Personne n’avait demandé l’avis de Monique,
elle n’était pas heureuse chez sa fille, non qu’elle lui fasse
du mal ou la maltraite mais elle aurait voulu rester chez elle avec
une fille qui serait venue l’aider à se laver et s’habiller,
après elle pouvait se débrouiller avec un fauteuil roulant. Les
enfants n’ont pas voulu , sa fille aînée a décidé de la
prendre, sans grand enthousiasme, elle avait du travail avec la ferme
et ses enfants adolescents.
Les voix ronronnaient autour de Monique, elle
n’écoutait pas, elle se souvenait de Maurice qui l’avait demandé
en mariage devant la cheminée, sa mère avait accepté pour elle,
comme elle était rouge et se sentait gauche devant lui, pourtant
elle l’aimait. L’amour ne durait qu’un temps, après le premier
enfant, Maurice alla courir les filles pendant qu’elle travaillait
à la ferme et aux champs, les enfants lui avaient pris beaucoup de
temps dans sa vie, elle en avait eu huit.

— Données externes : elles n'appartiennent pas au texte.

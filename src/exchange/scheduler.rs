//! Request scheduling: which sources to ask for how many bytes.
//!
//! Sources are split by the outcome of their last response. Producing
//! sources are served first, in FIFO order, each capped to a share of the
//! free budget. Sources that last came back empty only get size probes.

use std::collections::VecDeque;

/// One scheduling decision. `max_bytes == 0` asks for sizes only.
#[derive(Debug, Clone, PartialEq, Eq)]
pub(crate) struct RequestSpec<S> {
    pub source: S,
    pub max_bytes: u64,
}

impl<S> RequestSpec<S> {
    pub fn is_size_probe(&self) -> bool {
        self.max_bytes == 0
    }
}

#[derive(Debug)]
struct ProducingSource<S> {
    source: S,
    remaining_bytes: Vec<u64>,
}

/// Scheduling state guarded by the client lock.
#[derive(Debug)]
pub(crate) struct RequestScheduler<S> {
    max_queued_bytes: u64,
    min_request_bytes: u64,
    total_pending_bytes: u64,
    producing: VecDeque<ProducingSource<S>>,
    empty: VecDeque<S>,
}

impl<S> RequestScheduler<S> {
    /// `min_request_bytes` must be at least 1 so a data request can never
    /// degrade into a size probe.
    pub fn new(max_queued_bytes: u64, min_request_bytes: u64) -> Self {
        Self {
            max_queued_bytes,
            min_request_bytes: min_request_bytes.max(1),
            total_pending_bytes: 0,
            producing: VecDeque::new(),
            empty: VecDeque::new(),
        }
    }

    pub fn total_pending_bytes(&self) -> u64 {
        self.total_pending_bytes
    }

    pub fn num_producing(&self) -> usize {
        self.producing.len()
    }

    pub fn num_empty(&self) -> usize {
        self.empty.len()
    }

    pub fn push_producing(&mut self, source: S, remaining_bytes: Vec<u64>) {
        self.producing.push_back(ProducingSource {
            source,
            remaining_bytes,
        });
    }

    pub fn push_empty(&mut self, source: S) {
        self.empty.push_back(source);
    }

    /// A request for `requested` bytes came back, whatever it carried.
    pub fn complete(&mut self, requested: u64) {
        debug_assert!(requested <= self.total_pending_bytes);
        self.total_pending_bytes = self.total_pending_bytes.saturating_sub(requested);
    }

    pub fn clear(&mut self) {
        self.producing.clear();
        self.empty.clear();
    }

    /// Bytes that may still be requested given `queued_bytes` buffered.
    pub fn available_bytes(&self, queued_bytes: u64) -> u64 {
        self.max_queued_bytes
            .saturating_sub(self.total_pending_bytes.saturating_add(queued_bytes))
    }

    /// Pick the next batch of requests. Pending bytes are charged here.
    pub fn pick(&mut self, queued_bytes: u64) -> Vec<RequestSpec<S>> {
        let budget = self.available_bytes(queued_bytes);
        if budget == 0 {
            return Vec::new();
        }

        let mut specs = Vec::new();
        let mut available = budget;
        if !self.producing.is_empty() {
            let per_source_cap = budget
                .div_ceil(self.producing.len() as u64)
                .max(self.min_request_bytes)
                .min(budget);
            while let Some(front) = self.producing.front() {
                let wanted: u64 = front.remaining_bytes.iter().sum();
                if wanted > 0 && available == 0 {
                    // Stays at the head for the next round.
                    break;
                }
                let max_bytes = wanted.min(available).min(per_source_cap);
                let Some(entry) = self.producing.pop_front() else {
                    break;
                };
                available -= max_bytes;
                self.total_pending_bytes += max_bytes;
                specs.push(RequestSpec {
                    source: entry.source,
                    max_bytes,
                });
            }
        }

        // Probes are free; refresh every empty source's size estimate.
        specs.extend(self.empty.drain(..).map(|source| RequestSpec {
            source,
            max_bytes: 0,
        }));
        specs
    }
}
//! Telemetry for the exchange client.
//!
//! Provides structured logging, request spans, and metrics recording.

mod logging;
mod metrics;
mod spans;

pub use logging::{init_logging, LogConfig, LogError, LogFormat};
pub use metrics::{
    init_metrics, record_budget, record_failed_request, record_received, record_request,
};
pub use spans::{ExchangeSpan, SpanExt};
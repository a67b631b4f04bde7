//! Metrics facade recording for the exchange client.
//!
//! Uses the `metrics` crate macros; without an installed recorder every call
//! is a no-op, so these are safe to call from tests and hot paths.

use metrics::{counter, describe_counter, describe_gauge, gauge, Unit};

/// Register descriptions for all exchange metrics. Safe to call repeatedly.
pub fn init_metrics() {
    describe_counter!(
        "exchange_client_requests_total",
        "Requests issued to exchange sources, by kind"
    );
    describe_counter!(
        "exchange_client_failed_requests_total",
        "Exchange source requests that returned a transport error"
    );
    describe_counter!(
        "exchange_client_received_bytes_total",
        Unit::Bytes,
        "Page bytes received from exchange sources"
    );
    describe_counter!(
        "exchange_client_received_pages_total",
        "Pages received from exchange sources"
    );
    describe_gauge!(
        "exchange_client_pending_bytes",
        Unit::Bytes,
        "Bytes requested from sources and not yet returned"
    );
    describe_gauge!(
        "exchange_client_queued_bytes",
        Unit::Bytes,
        "Bytes buffered in the exchange queue"
    );
}

/// Record one issued request; `size_probe` distinguishes zero-byte requests.
pub fn record_request(size_probe: bool) {
    let kind = if size_probe { "size_probe" } else { "data" };
    counter!("exchange_client_requests_total", "kind" => kind).increment(1);
}

pub fn record_failed_request(task_id: &str) {
    counter!("exchange_client_failed_requests_total", "task_id" => task_id.to_string())
        .increment(1);
}

pub fn record_received(pages: usize, bytes: u64) {
    counter!("exchange_client_received_pages_total").increment(pages as u64);
    counter!("exchange_client_received_bytes_total").increment(bytes);
}

/// Snapshot the byte budget after a scheduling round.
pub fn record_budget(pending_bytes: u64, queued_bytes: u64) {
    gauge!("exchange_client_pending_bytes").set(pending_bytes as f64);
    gauge!("exchange_client_queued_bytes").set(queued_bytes as f64);
}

Monique n’avait pas le temps de chanter des
berceuses à ses enfants, elle surveillait qu’ils se lavent,
aillent à l’école, mangent proprement et ne déchirent pas leurs
habits, le surplus était pour les familles riches.
Sa fille n’avait que deux enfants, elle leur
racontait des histoires, les embrassaient, trouvait du temps pour
jouer avec eux ; cela la dépassait, dans le temps le travail
prenait tout son temps, sa belle-mère était sur son dos, elle
devait aussi travailler pour elle. Elle ne se souvenait plus quand
avait-elle eu une minute à elle dans sa jeunesse ? Avant de se
marier, un peu, puis après le mariage tant que Maurice ne s’était
pas lassé de ses caresses. Après elle faisait comme ses compagnes,
elle travaillait tôt et se couchait tard, elle mangeait rarement
avec la famille, elle grignotait dans la cuisine entre deux
occupations.
Malgré la fatigue, Monique avait aimé cette vie,
elle se souvenait quand ils se retrouvaient tous dans le pré, après
avoir travaillé le champ, ils mangeaient ensemble, les hommes se
reposaient, les femmes débarrassaient et faisaient la vaisselle dans
le ru en racontant des blagues et riant.
Il ne fallait pas grand chose pour rire à
l’époque, aujourd’hui, sa fille ne riait pas souvent, pourtant
elle avait plus de temps libre que sa mère n’en avait eu.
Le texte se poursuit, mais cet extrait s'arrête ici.